To analyze the behavior of control boards and verify the maximum number of functionalities, the optimal choice is to design an interface board between the controller and the HIL system. This process takes place from the early project stages, in parallel with the definition of the controller itself. The interface board must be carefully designed to enable a complete system simulation, going beyond providing analog feedback to the inverter or receiving PWM signals. It must also accommodate additional elements such as relay commands, meters, chargers (in the case of Energy Storage Systems or ESS), and other relevant components.

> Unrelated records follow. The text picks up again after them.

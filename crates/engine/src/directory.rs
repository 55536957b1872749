//! Lookup tables used to turn references into display names.

use std::collections::HashMap;

use api_types::{Id, Identified, Reference};

/// Index of fetched records by id.
///
/// A reference resolves to the directory entry first, then to the name
/// embedded in the reference, then to the raw id.
#[derive(Clone, Debug)]
pub struct Directory<T> {
    entries: HashMap<Id, T>,
}

impl<T> Default for Directory<T> {
    fn default() -> Self {
        Self {
            entries: HashMap::new(),
        }
    }
}

impl<T: Identified> Directory<T> {
    pub fn new(records: impl IntoIterator<Item = T>) -> Self {
        let entries = records
            .into_iter()
            .map(|record| (record.id().clone(), record))
            .collect();
        Self { entries }
    }

    pub fn get(&self, id: &Id) -> Option<&T> {
        self.entries.get(id)
    }

    pub fn len(&self) -> usize {
        self.entries.len()
    }

    pub fn is_empty(&self) -> bool {
        self.entries.is_empty()
    }

    /// Display name for a reference.
    pub fn name_of<R: Identified>(&self, reference: &Reference<R>) -> String {
        self.get(reference.id())
            .and_then(Identified::label)
            .or_else(|| reference.label())
            .map(ToString::to_string)
            .unwrap_or_else(|| reference.id().to_string())
    }

    /// Display name for an optional reference, empty when absent.
    pub fn name_of_opt<R: Identified>(&self, reference: Option<&Reference<R>>) -> String {
        reference.map(|r| self.name_of(r)).unwrap_or_default()
    }
}

pub type AccountDirectory = Directory<api_types::account::Account>;
pub type CategoryDirectory = Directory<api_types::category::Category>;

A crucial aspect in setting up the system is the scaling and assignment of analog signals output from the HIL, which constitute feedback for the control board. The quality of feedback is essential to ensure accurate and reliable simulation of the system. To achieve the best quality of feedback, two main elements can be considered:

  1. Scaling of signals output from the HIL: It is important to correctly calibrate the analog signals generated by the HIL to be compatible with the system and inverter requirements. This scaling may include adjusting voltage levels, current, or other quantities to match the specifications of the real system.
  2. Scaling of signals on the HILLogic interface board: Equally crucial is adapting the input signals to the control board to ensure proper controller operation (e.g., voltage levels for PWM control). This may involve transforming signals to meet voltage, current, or other requirements specified by the control board.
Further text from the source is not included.